Collin Jay Welp (born December 15, 1998) is an American-German professional basketball player for Mitteldeutscher BC of the German Basketball Bundesliga (BBL). He plays the power forward position.

==Early life and high school career==
Collin Welp was born on December 15, 1998, in Seattle, Washington. As a youth Welp played multiple sports, until he focused on basketball at Seattle Prep.

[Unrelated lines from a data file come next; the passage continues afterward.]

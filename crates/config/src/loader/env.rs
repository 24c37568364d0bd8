//! Environment variable parsing for configuration.
//!
//! Responsibilities:
//! - Read and parse environment variables for sidecar configuration.
//! - Apply environment variable values to a ConfigLoader instance.
//! - Provide helper functions for reading env vars with empty/whitespace filtering.
//!
//! Does NOT handle:
//! - Building the final Config (see builder.rs).
//! - .env file loading (handled by ConfigLoader::load_dotenv).
//!
//! Invariants:
//! - Empty or whitespace-only environment variables are treated as unset.
//! - Returned values are trimmed (leading/trailing whitespace removed).
//! - Invalid numeric or boolean values return ConfigError::InvalidValue.

use secrecy::SecretString;
use std::path::PathBuf;
use std::str::FromStr;
use std::time::Duration;

use super::builder::ConfigLoader;
use super::error::ConfigError;
use crate::types::LogFormat;
use crate::types::logging::level_directive;

/// Read an environment variable, returning None if unset, empty, or whitespace-only.
/// Returns the trimmed value (leading/trailing whitespace removed) if present.
pub fn env_var_or_none(key: &str) -> Option<String> {
    std::env::var(key).ok().and_then(|s| {
        let trimmed = s.trim();
        if trimmed.is_empty() {
            None
        } else if trimmed.len() == s.len() {
            Some(s)
        } else {
            Some(trimmed.to_string())
        }
    })
}

/// Parse an environment variable with `FromStr`, mapping failures to `InvalidValue`.
fn parse_env<T: FromStr>(key: &str, expectation: &str) -> Result<Option<T>, ConfigError> {
    env_var_or_none(key)
        .map(|raw| {
            raw.parse::<T>().map_err(|_| ConfigError::InvalidValue {
                var: key.to_string(),
                message: expectation.to_string(),
            })
        })
        .transpose()
}

/// Apply environment variable configuration to the loader.
pub fn apply_env(loader: &mut ConfigLoader) -> Result<(), ConfigError> {
    if let Some(label) = env_var_or_none("LABEL") {
        loader.set_label(Some(label));
    }
    if let Some(label) = env_var_or_none("GENERATE_ID_LABEL") {
        loader.set_generate_id_label(Some(label));
    }
    if let Some(url) = env_var_or_none("KIBANA_BASE_URL") {
        loader.set_kibana_base_url(Some(url));
    }
    if let Some(url) = env_var_or_none("ELASTICSEARCH_BASE_URL") {
        loader.set_elasticsearch_base_url(Some(url));
    }
    if let Some(username) = env_var_or_none("KIBANA_USERNAME") {
        loader.set_username(Some(username));
    }
    if let Some(password) = env_var_or_none("KIBANA_PASSWORD") {
        loader.set_password(Some(SecretString::new(password.into())));
    }
    if let Some(namespace) = env_var_or_none("NAMESPACE") {
        loader.set_namespace(Some(namespace));
    }
    if let Some(path) = env_var_or_none("DEFAULT_WATCHER_ACTIONS_FILEPATH") {
        loader.set_default_actions_path(Some(PathBuf::from(path)));
    }
    if let Some(skip) = parse_env::<bool>("SIDECAR_SKIP_VERIFY", "must be true or false")? {
        loader.set_skip_verify(Some(skip));
    }
    if let Some(secs) = parse_env::<u64>("SIDECAR_TIMEOUT", "must be a number")? {
        loader.set_timeout(Some(Duration::from_secs(secs)));
    }
    if let Some(retries) =
        parse_env::<usize>("SIDECAR_MAX_RETRIES", "must be a non-negative integer")?
    {
        loader.set_max_retries(Some(retries));
    }
    if let Some(ms) = parse_env::<u64>("SIDECAR_RETRY_BACKOFF_MS", "must be a number")? {
        loader.set_retry_backoff(Some(Duration::from_millis(ms)));
    }
    if let Some(secs) = parse_env::<u64>("SIDECAR_WATCH_RETRY_INTERVAL", "must be a number")? {
        loader.set_watch_retry_interval(Some(Duration::from_secs(secs)));
    }
    if let Some(level) = env_var_or_none("LOGLEVEL") {
        let directive = level_directive(&level).ok_or_else(|| ConfigError::InvalidValue {
            var: "LOGLEVEL".to_string(),
            message: "must be one of DEBUG, INFO, WARNING, ERROR".to_string(),
        })?;
        loader.set_log_level(Some(directive.to_string()));
    }
    if let Some(format) =
        parse_env::<LogFormat>("LOG_FORMAT", "must be json or text")?
    {
        loader.set_log_format(Some(format));
    }
    if let Some(bind) = env_var_or_none("SIDECAR_METRICS_BIND") {
        loader.set_metrics_bind(Some(bind));
    }
    if let Some(endpoint) = env_var_or_none("SIDECAR_OTLP_ENDPOINT") {
        loader.set_otlp_endpoint(Some(endpoint));
    }

    Ok(())
}
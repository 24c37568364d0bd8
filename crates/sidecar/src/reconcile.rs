//! The watch-driven reconciliation loop.
//!
//! Responsibilities:
//! - Turn one ConfigMap event into upstream writes ([`Reconciler::handle_event`]).
//! - Keep a watch subscription alive for the life of the process ([`Reconciler::run`]).
//!
//! Does NOT handle:
//! - Transport retries (done per request in the client crate).
//! - Propagating deletions upstream; delete events are reported as not implemented.
//!
//! Invariants:
//! - Events are handled one at a time in delivery order; an event in progress
//!   always runs to completion, even when shutdown is requested.
//! - Nothing that goes wrong while handling one event stops the loop. Errors
//!   are collected in the [`ReconcileReport`] and logged with the resource.
//! - Re-subscriptions are spaced by at least the configured retry interval.
//! - The id rewrite map and object batch live only for one event.

use std::collections::BTreeMap;
use std::future::Future;

use futures::StreamExt;
use serde_json::Value;
use sidecar_client::ObjectFamily;
use tracing::{debug, error, info, warn};

use crate::context::SyncContext;
use crate::error::SyncError;
use crate::ids::{IdRewriteMap, rewrite_references};
use crate::objects::{RuleObject, SavedObject, classify, reorder};
use crate::rules::prepare_rule_objects;
use crate::source::{ConfigResource, EventSource, WatchEvent};
use crate::transform::transform_payload;
use crate::upstream::Upstream;

/// Why an event was not processed.
#[derive(Debug, Clone, Copy, PartialEq, Eq)]
pub enum SkipReason {
    /// The ConfigMap has no labels at all.
    NoLabels,
    /// The activation label is absent.
    NotLabelled,
    /// The ConfigMap has no data.
    NoData,
}

/// What happened while handling one event.
#[derive(Debug, Default)]
pub struct ReconcileReport {
    /// `namespace/name` of the resource.
    pub resource: String,
    pub skipped: Option<SkipReason>,
    /// Saved-object ids Kibana accepted, in upload order.
    pub saved: Vec<String>,
    /// Saved-object ids that were rejected or never accepted.
    pub saved_failed: Vec<String>,
    /// Watch ids Elasticsearch accepted.
    pub rules: Vec<String>,
    /// Watch ids (or `<none>`) that could not be stored.
    pub rules_failed: Vec<String>,
    /// Objects that matched neither family.
    pub dropped: usize,
    /// Non-fatal errors, in the order they occurred.
    pub errors: Vec<SyncError>,
}

impl ReconcileReport {
    fn new(event: &WatchEvent) -> Self {
        Self {
            resource: event.resource.to_string(),
            ..Self::default()
        }
    }

    fn skipped(mut self, reason: SkipReason) -> Self {
        self.skipped = Some(reason);
        self
    }

    /// True when no error of any kind was recorded.
    pub fn all_succeeded(&self) -> bool {
        self.errors.is_empty() && self.saved_failed.is_empty() && self.rules_failed.is_empty()
    }

    /// Summary label used for logs and metrics.
    pub fn outcome(&self) -> &'static str {
        if self.skipped.is_some() {
            "skipped"
        } else if self.all_succeeded() {
            "synced"
        } else if self.saved.is_empty() && self.rules.is_empty() {
            "failed"
        } else {
            "partial"
        }
    }
}

/// Drives [`SyncContext::upstream`] from a stream of ConfigMap events.
pub struct Reconciler<U> {
    ctx: SyncContext<U>,
}

impl<U: Upstream> Reconciler<U> {
    pub fn new(ctx: SyncContext<U>) -> Self {
        Self { ctx }
    }

    pub fn context(&self) -> &SyncContext<U> {
        &self.ctx
    }

    /// Reconcile one event.
    pub async fn handle_event(&self, event: &WatchEvent) -> ReconcileReport {
        let report = self.evaluate(event).await;
        self.ctx.metrics.record_reconciliation(report.outcome());

        match report.outcome() {
            "skipped" => {}
            "synced" => info!(
                resource = %report.resource,
                kind = event.kind.as_str(),
                saved = report.saved.len(),
                watches = report.rules.len(),
                "ConfigMap reconciled"
            ),
            outcome => error!(
                resource = %report.resource,
                kind = event.kind.as_str(),
                outcome,
                errors = report.errors.len(),
                saved_failed = report.saved_failed.len(),
                rules_failed = report.rules_failed.len(),
                "ConfigMap reconciled with failures"
            ),
        }
        report
    }

    async fn evaluate(&self, event: &WatchEvent) -> ReconcileReport {
        let report = ReconcileReport::new(event);
        let resource = &event.resource;

        if resource.labels.is_none() {
            return report.skipped(SkipReason::NoLabels);
        }
        debug!(resource = %resource, "Inspecting ConfigMap");
        if !resource.has_label(&self.ctx.label) {
            return report.skipped(SkipReason::NotLabelled);
        }
        info!(resource = %resource, label = %self.ctx.label, "ConfigMap with label found");

        let Some(data) = &resource.data else {
            info!(resource = %resource, "ConfigMap does not have data");
            return report.skipped(SkipReason::NoData);
        };

        let generate_ids = resource.label_value(&self.ctx.generate_id_label) == Some("true");
        self.process_files(event, data, generate_ids, report).await
    }

    async fn process_files(
        &self,
        event: &WatchEvent,
        data: &BTreeMap<String, String>,
        generate_ids: bool,
        mut report: ReconcileReport,
    ) -> ReconcileReport {
        let resource = &event.resource;
        let mut ids = IdRewriteMap::new();
        let mut batch: Vec<Value> = Vec::new();

        for (file, raw) in data {
            info!(resource = %resource, file = %file, kind = event.kind.as_str(), "File in ConfigMap");

            if !event.kind.is_upsert() {
                let err = SyncError::DeleteNotImplemented { file: file.clone() };
                warn!(resource = %resource, file = %file, error = %err, "Delete event not propagated");
                report.errors.push(err);
                continue;
            }

            match transform_payload(raw, generate_ids, &mut ids) {
                Ok(objects) => batch.extend(objects),
                Err(source) => {
                    let err = SyncError::InvalidPayload {
                        file: file.clone(),
                        source,
                    };
                    error!(resource = %resource, file = %file, error = %err, "Skipping file");
                    report.errors.push(err);
                }
            }
        }

        if batch.is_empty() {
            return report;
        }

        if generate_ids {
            batch = match rewrite_references(&ids, batch) {
                Ok(rewritten) => rewritten,
                Err(e) => {
                    let err = SyncError::RewriteFailed(e);
                    error!(resource = %resource, error = %err, "Abandoning batch");
                    report.errors.push(err);
                    return report;
                }
            };
        }

        let classified = classify(batch);
        report.dropped = classified.dropped;

        self.sync_saved_objects(resource, reorder(classified.saved), &mut report)
            .await;

        let rules = prepare_rule_objects(classified.rules, generate_ids, &self.ctx.default_actions);
        if rules.is_empty() {
            info!(resource = %resource, "No watches to process");
        } else {
            self.sync_rules(resource, rules, &mut report).await;
        }

        report
    }

    async fn sync_saved_objects(
        &self,
        resource: &ConfigResource,
        saved: Vec<SavedObject>,
        report: &mut ReconcileReport,
    ) {
        if saved.is_empty() {
            return;
        }

        info!(resource = %resource, count = saved.len(), "Creating/updating saved objects");
        let metrics = &self.ctx.metrics;

        match self.ctx.upstream.upsert_saved_objects(&saved).await {
            Ok(outcome) => {
                for failure in &outcome.failed {
                    error!(
                        resource = %resource,
                        id = %failure.id,
                        error = %failure.error,
                        "Failed to save object"
                    );
                }
                for id in &outcome.saved {
                    debug!(resource = %resource, id = %id, "Saved object");
                }
                if outcome.all_succeeded() {
                    info!(resource = %resource, "All saved objects were stored");
                }
                metrics.record_objects_synced(ObjectFamily::SavedObject, outcome.saved.len());
                metrics.record_objects_failed(ObjectFamily::SavedObject, outcome.failed.len());
                report.saved = outcome.saved;
                report
                    .saved_failed
                    .extend(outcome.failed.into_iter().map(|f| f.id));
            }
            Err(e) => {
                error!(resource = %resource, error = %e, "Failed to save objects");
                metrics.record_objects_failed(ObjectFamily::SavedObject, saved.len());
                report
                    .saved_failed
                    .extend(saved.iter().map(SavedObject::display_id));
                report.errors.push(SyncError::Upstream(e));
            }
        }
    }

    async fn sync_rules(
        &self,
        resource: &ConfigResource,
        rules: Vec<RuleObject>,
        report: &mut ReconcileReport,
    ) {
        info!(resource = %resource, count = rules.len(), "Creating/updating watches");
        let metrics = &self.ctx.metrics;

        for rule in rules {
            let upload = match rule.into_upload() {
                Ok(upload) => upload,
                Err(err) => {
                    error!(resource = %resource, error = %err, "Skipping watch");
                    metrics.record_objects_failed(ObjectFamily::Watch, 1);
                    report.rules_failed.push("<none>".to_string());
                    report.errors.push(err);
                    continue;
                }
            };

            match self.ctx.upstream.upsert_rule(self.ctx.watcher_api, &upload).await {
                Ok(()) => {
                    info!(resource = %resource, id = %upload.id, "Watch saved");
                    metrics.record_objects_synced(ObjectFamily::Watch, 1);
                    report.rules.push(upload.id);
                }
                Err(e) => {
                    error!(resource = %resource, id = %upload.id, error = %e, "Failed to save watch");
                    metrics.record_objects_failed(ObjectFamily::Watch, 1);
                    report.rules_failed.push(upload.id);
                    report.errors.push(SyncError::Upstream(e));
                }
            }
        }
    }

    /// Consume events from `source` until `shutdown` resolves.
    ///
    /// A failed or finished subscription is logged and re-established after
    /// the context's retry interval. Returns only on shutdown.
    pub async fn run<S, F>(&self, source: &S, shutdown: F)
    where
        S: EventSource,
        F: Future<Output = ()>,
    {
        tokio::pin!(shutdown);
        let interval = self.ctx.watch_retry_interval;

        loop {
            info!(namespace = %self.ctx.namespace, "Subscribing to ConfigMap events");
            let mut stream = source.subscribe();

            loop {
                tokio::select! {
                    biased;
                    _ = &mut shutdown => {
                        info!("Shutdown requested, stopping watch");
                        return;
                    }
                    item = stream.next() => match item {
                        Some(Ok(event)) => {
                            self.handle_event(&event).await;
                        }
                        Some(Err(e)) => {
                            error!(error = %e, "Error while watching for changes, re-establishing watch");
                            break;
                        }
                        None => {
                            warn!("Watch stream ended, re-establishing watch");
                            break;
                        }
                    }
                }
            }

            drop(stream);
            self.ctx.metrics.record_watch_restart();

            tokio::select! {
                biased;
                _ = &mut shutdown => {
                    info!("Shutdown requested, stopping watch");
                    return;
                }
                _ = tokio::time::sleep(interval) => {}
            }
        }
    }
}
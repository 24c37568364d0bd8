//! Kubernetes ConfigMap to Kibana/Elasticsearch sync.
//!
//! Watches ConfigMaps carrying an activation label and pushes the JSON
//! objects found in their data to Kibana (saved objects) and Elasticsearch
//! (watches). The pipeline per event is:
//!
//! 1. [`transform`] parses each file and canonicalizes export-format keys,
//!    optionally deriving ids from titles.
//! 2. [`ids`] rewrites references to replaced ids across the batch.
//! 3. [`objects`] classifies objects into saved objects and watches and
//!    orders saved objects so dependencies are created first.
//! 4. [`rules`] derives watch ids, merges default actions and splits off
//!    the URL parameters.
//! 5. [`reconcile`] performs the upstream writes through [`Upstream`].

pub mod context;
pub mod error;
pub mod ids;
pub mod kube_source;
pub mod objects;
pub mod reconcile;
pub mod rules;
pub mod source;
pub mod transform;
pub mod upstream;

pub use context::SyncContext;
pub use error::{Result, SyncError};
pub use ids::{IdRewriteMap, generate_id, rewrite_references};
pub use kube_source::KubeEventSource;
pub use objects::{
    Classified, RuleObject, SavedObject, SavedObjectType, SyncObject, classify, reorder,
};
pub use reconcile::{ReconcileReport, Reconciler, SkipReason};
pub use rules::{RuleUpload, WatchBody, prepare_rule_objects};
pub use source::{ConfigResource, EventKind, EventSource, WatchEvent};
pub use transform::{to_canonical, transform_payload};
pub use upstream::Upstream;
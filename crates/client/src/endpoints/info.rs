//! Elasticsearch root endpoint.

use reqwest::Client;
use sidecar_config::Credentials;

use crate::endpoints::{RetryPolicy, send_request_with_retry, with_common_headers};
use crate::error::{ClientError, Result};
use crate::metrics::MetricsCollector;
use crate::models::ClusterInfo;

/// Fetch `GET {base}/`, which carries the cluster name and version.
pub async fn get_cluster_info(
    client: &Client,
    base_url: &str,
    credentials: Option<&Credentials>,
    retry: &RetryPolicy,
    metrics: Option<&MetricsCollector>,
) -> Result<ClusterInfo> {
    let url = format!("{}/", base_url);

    let builder = with_common_headers(client.get(&url), credentials);
    let response = send_request_with_retry(builder, retry, "/", "GET", true, metrics).await?;

    let body = response.text().await?;
    serde_json::from_str(&body).map_err(|e| {
        ClientError::InvalidResponse(format!("Failed to parse cluster info: {}", e))
    })
}
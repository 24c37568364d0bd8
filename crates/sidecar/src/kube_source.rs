//! [`EventSource`] backed by a Kubernetes ConfigMap watch.

use futures::StreamExt;
use futures::stream::BoxStream;
use k8s_openapi::api::core::v1::ConfigMap;
use kube::runtime::watcher::{self, Event};
use kube::{Api, Client};
use sidecar_config::NamespaceScope;
use tracing::{debug, info};

use crate::error::SyncError;
use crate::source::{ConfigResource, EventKind, EventSource, WatchEvent};

impl From<ConfigMap> for ConfigResource {
    fn from(cm: ConfigMap) -> Self {
        Self {
            namespace: cm.metadata.namespace.unwrap_or_default(),
            name: cm.metadata.name.unwrap_or_default(),
            labels: cm.metadata.labels,
            data: cm.data,
        }
    }
}

/// Map a watcher event to a reconciler event.
///
/// Objects listed during the initial sync count as added; later applies
/// count as modified (the watcher does not distinguish creation from
/// update). Init markers carry no object and are skipped.
fn map_event(event: Event<ConfigMap>) -> Option<WatchEvent> {
    match event {
        Event::InitApply(cm) => Some(WatchEvent::new(EventKind::Added, cm.into())),
        Event::Apply(cm) => Some(WatchEvent::new(EventKind::Modified, cm.into())),
        Event::Delete(cm) => Some(WatchEvent::new(EventKind::Deleted, cm.into())),
        Event::Init | Event::InitDone => {
            debug!("ConfigMap watcher (re)initialized");
            None
        }
    }
}

/// Watches ConfigMaps in the configured namespace scope.
#[derive(Clone)]
pub struct KubeEventSource {
    api: Api<ConfigMap>,
}

impl KubeEventSource {
    pub fn new(client: Client, scope: &NamespaceScope) -> Self {
        let api = match scope {
            NamespaceScope::Current => {
                info!(namespace = %client.default_namespace(), "Watching ConfigMaps in current namespace");
                Api::default_namespaced(client)
            }
            NamespaceScope::All => {
                info!("Watching ConfigMaps in ALL namespaces");
                Api::all(client)
            }
            NamespaceScope::Named(ns) => {
                info!(namespace = %ns, "Watching ConfigMaps in namespace");
                Api::namespaced(client, ns)
            }
        };
        Self { api }
    }
}

impl EventSource for KubeEventSource {
    fn subscribe(&self) -> BoxStream<'static, Result<WatchEvent, SyncError>> {
        watcher::watcher(self.api.clone(), watcher::Config::default())
            .filter_map(|event| async move {
                match event {
                    Ok(event) => map_event(event).map(Ok),
                    Err(e) => Some(Err(SyncError::Watch(e.to_string()))),
                }
            })
            .boxed()
    }
}

#[cfg(test)]
mod tests {
    use super::*;
    use k8s_openapi::apimachinery::pkg::apis::meta::v1::ObjectMeta;
    use std::collections::BTreeMap;

    fn config_map() -> ConfigMap {
        ConfigMap {
            metadata: ObjectMeta {
                name: Some("dashboards".to_string()),
                namespace: Some("monitoring".to_string()),
                labels: Some(BTreeMap::from([(
                    "kibana_object".to_string(),
                    "true".to_string(),
                )])),
                ..ObjectMeta::default()
            },
            data: Some(BTreeMap::from([(
                "dash.json".to_string(),
                "{}".to_string(),
            )])),
            ..ConfigMap::default()
        }
    }

    #[test]
    fn test_config_map_conversion() {
        let resource = ConfigResource::from(config_map());
        assert_eq!(resource.to_string(), "monitoring/dashboards");
        assert!(resource.has_label("kibana_object"));
        assert_eq!(
            resource.data.unwrap().get("dash.json").map(String::as_str),
            Some("{}")
        );
    }

    #[test]
    fn test_event_mapping() {
        let kind = |e| map_event(e).map(|w| w.kind);
        assert_eq!(kind(Event::InitApply(config_map())), Some(EventKind::Added));
        assert_eq!(kind(Event::Apply(config_map())), Some(EventKind::Modified));
        assert_eq!(kind(Event::Delete(config_map())), Some(EventKind::Deleted));
        assert_eq!(kind(Event::Init), None);
        assert_eq!(kind(Event::InitDone), None);
    }
}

In November 2016, during Welp's senior year in high school, he signed a national letter of intent with UC Irvine.

==College career==
After being redshirted as a freshman during the 2017–18 season for UC Irvine, Welp eventually played the next four years at the school. He finished his collegiate career with averages of 12.3 points, 5.9 rebounds and 1.4 assists per game.

==Professional career==
In July 2022, Welp began his professional career by signing a two-year contract with German club s.Oliver Würzburg. Following his stint with Würzburg, Welp moved to club BG Göttingen, ahead of the 2024–25 Bundesliga campaign. In Welp's lone season with Göttingen, the club endured tough defeats, while failing to avoid relegation. After the season, in June 2025, Welp remained in the first division by signing a one-year deal with Mitteldeutscher BC.

==National team career==
In November 2025, Welp was called up to the Germany national team for the first time. He made his debut in a 2027 FIBA World Cup qualifier, picking up four points and three rebounds in a win against Cyprus.

==Personal life==
Collin Welp is the son of the late former Germany national team legend Christian Welp. His younger brother Nic Welp also plays basketball professionally.